If you are interested in a particular aspect of crime scene investigation, after gaining experience, you may be assigned to a department that deals exclusively with ballistics, handwriting, or DNA analysis.
How do I become a crime scene investigator?
Crime scene investigators are usually required to have certificates, associate degrees, or bachelor degrees as well as practical training. Many crime scene investigators start out as forensic technicians, but keep in mind that you can earn an online degree or certificate while working full-time and speed up your climb of the career ladder.
Although knowledge of the law and law enforcement may be helpful, you usually do not have to be a police officer to become a crime scene investigator.

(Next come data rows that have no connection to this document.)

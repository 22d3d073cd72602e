//! Application configuration from environment variables.
//!
//! `.env` values are loaded in main.rs at startup; actual environment
//! variables override them. Invalid or missing required settings fail the
//! process before any audio is processed.

use std::env;
use std::time::Duration;

use thiserror::Error;
use url::Url;

use crate::core::buffer::BufferConfig;
use crate::core::engine::ws::WsEngineConfig;
use crate::core::session::BackoffPolicy;

/// Configuration loading errors. All fatal at startup.
#[derive(Debug, Error)]
pub enum ConfigError {
    #[error("missing required environment variable {0}")]
    MissingVar(&'static str),

    #[error("invalid value for {var}: {reason}")]
    Invalid { var: &'static str, reason: String },
}

/// Everything the pipeline needs, resolved and validated.
#[derive(Debug, Clone)]
pub struct AppConfig {
    // Recognition endpoint
    pub speech_endpoint: String,
    pub speech_subscription_key: String,
    /// Region the subscription key is tied to.
    pub speech_region: String,
    /// Candidate languages for server-side language identification.
    pub speech_languages: Vec<String>,

    // Audio format (raw PCM from the chunk source)
    pub sample_rate: u32,
    pub channels: u16,
    pub bytes_per_sample: u16,

    pub buffer: BufferConfig,
    pub backoff: BackoffPolicy,
}

impl AppConfig {
    /// Load and validate from the environment.
    pub fn from_env() -> Result<Self, ConfigError> {
        let speech_endpoint = require("SPEECH_ENDPOINT")?;
        Url::parse(&speech_endpoint).map_err(|e| ConfigError::Invalid {
            var: "SPEECH_ENDPOINT",
            reason: e.to_string(),
        })?;

        let speech_subscription_key = require("SPEECH_SUBSCRIPTION_KEY")?;
        let speech_region =
            env::var("SPEECH_REGION").unwrap_or_else(|_| "westeurope".to_string());
        let speech_languages: Vec<String> = env::var("SPEECH_LANGUAGES")
            .unwrap_or_else(|_| "en-US".to_string())
            .split(',')
            .map(|s| s.trim().to_string())
            .filter(|s| !s.is_empty())
            .collect();
        if speech_languages.is_empty() {
            return Err(ConfigError::Invalid {
                var: "SPEECH_LANGUAGES",
                reason: "at least one language is required".to_string(),
            });
        }

        let buffer = BufferConfig {
            max_buffer_bytes: parse_or("BUFFER_MAX_BYTES", 64_000)?,
            high_water_bytes: parse_or("BUFFER_HIGH_WATER_BYTES", 57_600)?,
            resume_water_bytes: parse_or("BUFFER_RESUME_WATER_BYTES", 19_200)?,
            batch_bytes: parse_or("BUFFER_BATCH_BYTES", 3_200)?,
            drain_interval: Duration::from_millis(parse_or("BUFFER_DRAIN_INTERVAL_MS", 50)?),
            report_interval: Duration::from_millis(parse_or(
                "BUFFER_REPORT_INTERVAL_MS",
                10_000,
            )?),
        };
        buffer.validate().map_err(|e| ConfigError::Invalid {
            var: "BUFFER_MAX_BYTES",
            reason: e.to_string(),
        })?;

        let backoff = BackoffPolicy {
            base: Duration::from_millis(parse_or("BACKOFF_BASE_MS", 1_000)?),
            cap: Duration::from_millis(parse_or("BACKOFF_CAP_MS", 15_000)?),
        };
        if backoff.base.is_zero() || backoff.cap < backoff.base {
            return Err(ConfigError::Invalid {
                var: "BACKOFF_BASE_MS",
                reason: "base must be non-zero and at most the cap".to_string(),
            });
        }

        Ok(Self {
            speech_endpoint,
            speech_subscription_key,
            speech_region,
            speech_languages,
            sample_rate: parse_or("AUDIO_SAMPLE_RATE", 16_000)?,
            channels: parse_or("AUDIO_CHANNELS", 1)?,
            bytes_per_sample: parse_or("AUDIO_BYTES_PER_SAMPLE", 2)?,
            buffer,
            backoff,
        })
    }

    /// Engine connection parameters derived from this configuration.
    pub fn engine_config(&self) -> WsEngineConfig {
        WsEngineConfig {
            endpoint: self.speech_endpoint.clone(),
            subscription_key: self.speech_subscription_key.clone(),
            region: self.speech_region.clone(),
            languages: self.speech_languages.clone(),
            sample_rate: self.sample_rate,
            channels: self.channels,
        }
    }

    /// Bytes per second of the incoming PCM stream.
    pub fn bytes_per_second(&self) -> usize {
        self.sample_rate as usize * self.channels as usize * self.bytes_per_sample as usize
    }
}

fn require(var: &'static str) -> Result<String, ConfigError> {
    match env::var(var) {
        Ok(value) if !value.is_empty() => Ok(value),
        _ => Err(ConfigError::MissingVar(var)),
    }
}

fn parse_or<T: std::str::FromStr>(var: &'static str, default: T) -> Result<T, ConfigError>
where
    T::Err: std::fmt::Display,
{
    match env::var(var) {
        Ok(value) => value.parse().map_err(|e: T::Err| ConfigError::Invalid {
            var,
            reason: e.to_string(),
        }),
        Err(_) => Ok(default),
    }
}

#[cfg(test)]
mod tests {
    use super::*;
    use serial_test::serial;

    fn clear_env() {
        for var in [
            "SPEECH_ENDPOINT",
            "SPEECH_SUBSCRIPTION_KEY",
            "SPEECH_REGION",
            "SPEECH_LANGUAGES",
            "AUDIO_SAMPLE_RATE",
            "AUDIO_CHANNELS",
            "AUDIO_BYTES_PER_SAMPLE",
            "BUFFER_MAX_BYTES",
            "BUFFER_HIGH_WATER_BYTES",
            "BUFFER_RESUME_WATER_BYTES",
            "BUFFER_BATCH_BYTES",
            "BUFFER_DRAIN_INTERVAL_MS",
            "BUFFER_REPORT_INTERVAL_MS",
            "BACKOFF_BASE_MS",
            "BACKOFF_CAP_MS",
        ] {
            unsafe { env::remove_var(var) };
        }
    }

    fn set_required() {
        unsafe {
            env::set_var("SPEECH_ENDPOINT", "wss://speech.example.com/recognition");
            env::set_var("SPEECH_SUBSCRIPTION_KEY", "key-123");
        }
    }

    #[test]
    #[serial]
    fn defaults_are_applied() {
        clear_env();
        set_required();

        let config = AppConfig::from_env().unwrap();
        assert_eq!(config.speech_region, "westeurope");
        assert_eq!(config.speech_languages, vec!["en-US".to_string()]);
        assert_eq!(config.sample_rate, 16_000);
        assert_eq!(config.channels, 1);
        assert_eq!(config.bytes_per_sample, 2);
        assert_eq!(config.bytes_per_second(), 32_000);
        assert_eq!(config.buffer.max_buffer_bytes, 64_000);
        assert_eq!(config.buffer.high_water_bytes, 57_600);
        assert_eq!(config.buffer.resume_water_bytes, 19_200);
        assert_eq!(config.backoff.base, Duration::from_millis(1_000));
        assert_eq!(config.backoff.cap, Duration::from_millis(15_000));
    }

    #[test]
    #[serial]
    fn missing_endpoint_is_fatal() {
        clear_env();
        unsafe { env::set_var("SPEECH_SUBSCRIPTION_KEY", "key-123") };

        assert!(matches!(
            AppConfig::from_env(),
            Err(ConfigError::MissingVar("SPEECH_ENDPOINT"))
        ));
    }

    #[test]
    #[serial]
    fn missing_subscription_key_is_fatal() {
        clear_env();
        unsafe { env::set_var("SPEECH_ENDPOINT", "wss://speech.example.com/recognition") };

        assert!(matches!(
            AppConfig::from_env(),
            Err(ConfigError::MissingVar("SPEECH_SUBSCRIPTION_KEY"))
        ));
    }

    #[test]
    #[serial]
    fn invalid_endpoint_url_is_fatal() {
        clear_env();
        unsafe {
            env::set_var("SPEECH_ENDPOINT", "not a url");
            env::set_var("SPEECH_SUBSCRIPTION_KEY", "key-123");
        }

        assert!(matches!(
            AppConfig::from_env(),
            Err(ConfigError::Invalid {
                var: "SPEECH_ENDPOINT",
                ..
            })
        ));
    }

    #[test]
    #[serial]
    fn languages_are_parsed_from_csv() {
        clear_env();
        set_required();
        unsafe { env::set_var("SPEECH_LANGUAGES", "en-US, de-DE ,fr-FR") };

        let config = AppConfig::from_env().unwrap();
        assert_eq!(
            config.speech_languages,
            vec!["en-US".to_string(), "de-DE".to_string(), "fr-FR".to_string()]
        );
    }

    #[test]
    #[serial]
    fn inverted_watermarks_are_fatal() {
        clear_env();
        set_required();
        unsafe { env::set_var("BUFFER_RESUME_WATER_BYTES", "60000") };

        assert!(matches!(
            AppConfig::from_env(),
            Err(ConfigError::Invalid { .. })
        ));
    }

    #[test]
    #[serial]
    fn non_numeric_threshold_is_fatal() {
        clear_env();
        set_required();
        unsafe { env::set_var("BUFFER_MAX_BYTES", "lots") };

        assert!(matches!(
            AppConfig::from_env(),
            Err(ConfigError::Invalid {
                var: "BUFFER_MAX_BYTES",
                ..
            })
        ));
    }

    #[test]
    #[serial]
    fn engine_config_mirrors_speech_settings() {
        clear_env();
        set_required();
        unsafe {
            env::set_var("SPEECH_REGION", "northeurope");
            env::set_var("SPEECH_LANGUAGES", "sv-SE");
        }

        let config = AppConfig::from_env().unwrap();
        let engine = config.engine_config();
        assert_eq!(engine.endpoint, "wss://speech.example.com/recognition");
        assert_eq!(engine.region, "northeurope");
        assert_eq!(engine.languages, vec!["sv-SE".to_string()]);
        assert_eq!(engine.sample_rate, 16_000);
    }
}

What should I study to become a crime scene investigator?
While an online criminal justice degree can give you a head start as a crime scene investigator, you should also have knowledge of forensic science, chemistry, computers, evidence collection, fingerprinting, logic, mathematics, and photography; if these courses are not included in your criminal justice program, you should consider taking some of them as electives to make yourself a more attractive job candidate.
What are the salary and job outlook for crime scene investigators?
The Bureau of Labor Statistics reports than in 2007, the middle 50 percent of forensic science technicians earned between $36,560 and $61,210; “much faster than average” growth is expected in the career over the next decade.